> WORK ORDER: Look for "FromValue" in each line of the entries, and return the matching lines.

[Stored items]

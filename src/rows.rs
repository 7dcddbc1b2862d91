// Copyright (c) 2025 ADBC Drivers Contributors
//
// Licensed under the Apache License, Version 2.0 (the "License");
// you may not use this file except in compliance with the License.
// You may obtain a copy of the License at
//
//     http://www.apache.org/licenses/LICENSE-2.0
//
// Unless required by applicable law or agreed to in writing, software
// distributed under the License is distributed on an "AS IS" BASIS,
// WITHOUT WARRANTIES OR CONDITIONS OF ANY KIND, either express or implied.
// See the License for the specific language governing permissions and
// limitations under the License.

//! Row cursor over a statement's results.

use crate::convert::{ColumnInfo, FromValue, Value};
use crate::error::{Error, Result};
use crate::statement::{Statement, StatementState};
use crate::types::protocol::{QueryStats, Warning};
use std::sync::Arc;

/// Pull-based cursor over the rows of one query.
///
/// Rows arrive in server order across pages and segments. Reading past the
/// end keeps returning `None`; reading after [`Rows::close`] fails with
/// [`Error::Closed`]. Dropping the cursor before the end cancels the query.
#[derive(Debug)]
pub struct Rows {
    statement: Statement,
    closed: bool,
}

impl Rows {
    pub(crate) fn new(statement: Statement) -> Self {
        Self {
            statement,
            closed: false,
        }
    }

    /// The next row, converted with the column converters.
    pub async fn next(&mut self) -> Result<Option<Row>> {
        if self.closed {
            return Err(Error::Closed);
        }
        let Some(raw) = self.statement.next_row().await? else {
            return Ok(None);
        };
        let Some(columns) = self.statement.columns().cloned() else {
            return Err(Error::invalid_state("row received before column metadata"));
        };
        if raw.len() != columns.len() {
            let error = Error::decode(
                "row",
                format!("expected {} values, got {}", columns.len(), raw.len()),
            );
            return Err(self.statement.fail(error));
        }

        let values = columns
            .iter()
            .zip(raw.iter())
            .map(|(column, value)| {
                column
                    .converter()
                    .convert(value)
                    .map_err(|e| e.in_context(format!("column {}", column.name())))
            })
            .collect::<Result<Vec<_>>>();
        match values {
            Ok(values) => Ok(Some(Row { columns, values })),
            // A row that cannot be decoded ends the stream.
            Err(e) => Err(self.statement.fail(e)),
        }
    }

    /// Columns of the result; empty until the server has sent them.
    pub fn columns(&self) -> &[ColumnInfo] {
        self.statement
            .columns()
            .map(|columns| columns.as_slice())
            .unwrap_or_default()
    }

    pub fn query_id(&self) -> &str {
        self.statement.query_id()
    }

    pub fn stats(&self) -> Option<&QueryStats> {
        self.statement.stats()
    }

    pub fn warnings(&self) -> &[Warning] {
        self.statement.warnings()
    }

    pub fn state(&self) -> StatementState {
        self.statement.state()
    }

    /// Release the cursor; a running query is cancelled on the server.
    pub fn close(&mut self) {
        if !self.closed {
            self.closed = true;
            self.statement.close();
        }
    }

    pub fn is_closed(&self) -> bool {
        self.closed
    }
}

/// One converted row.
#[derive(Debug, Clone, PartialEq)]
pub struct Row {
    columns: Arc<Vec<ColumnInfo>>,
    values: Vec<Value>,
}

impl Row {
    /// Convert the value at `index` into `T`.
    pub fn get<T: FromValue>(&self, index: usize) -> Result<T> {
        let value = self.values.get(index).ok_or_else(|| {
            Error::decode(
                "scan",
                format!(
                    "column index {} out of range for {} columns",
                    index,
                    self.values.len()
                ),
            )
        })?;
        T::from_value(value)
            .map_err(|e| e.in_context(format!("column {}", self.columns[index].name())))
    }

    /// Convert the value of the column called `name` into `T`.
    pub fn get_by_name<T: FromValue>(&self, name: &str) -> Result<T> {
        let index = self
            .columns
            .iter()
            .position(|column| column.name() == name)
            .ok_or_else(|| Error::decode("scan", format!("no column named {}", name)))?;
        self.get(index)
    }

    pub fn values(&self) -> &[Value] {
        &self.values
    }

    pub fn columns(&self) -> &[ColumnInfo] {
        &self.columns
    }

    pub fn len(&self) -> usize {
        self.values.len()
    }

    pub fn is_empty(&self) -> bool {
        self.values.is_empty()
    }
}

> SOLUTION TO THIS PROBLEM:
use crate::convert::{ColumnInfo, FromValue, Value};
    pub fn get<T: FromValue>(&self, index: usize) -> Result<T> {
    pub fn get_by_name<T: FromValue>(&self, name: &str) -> Result<T> {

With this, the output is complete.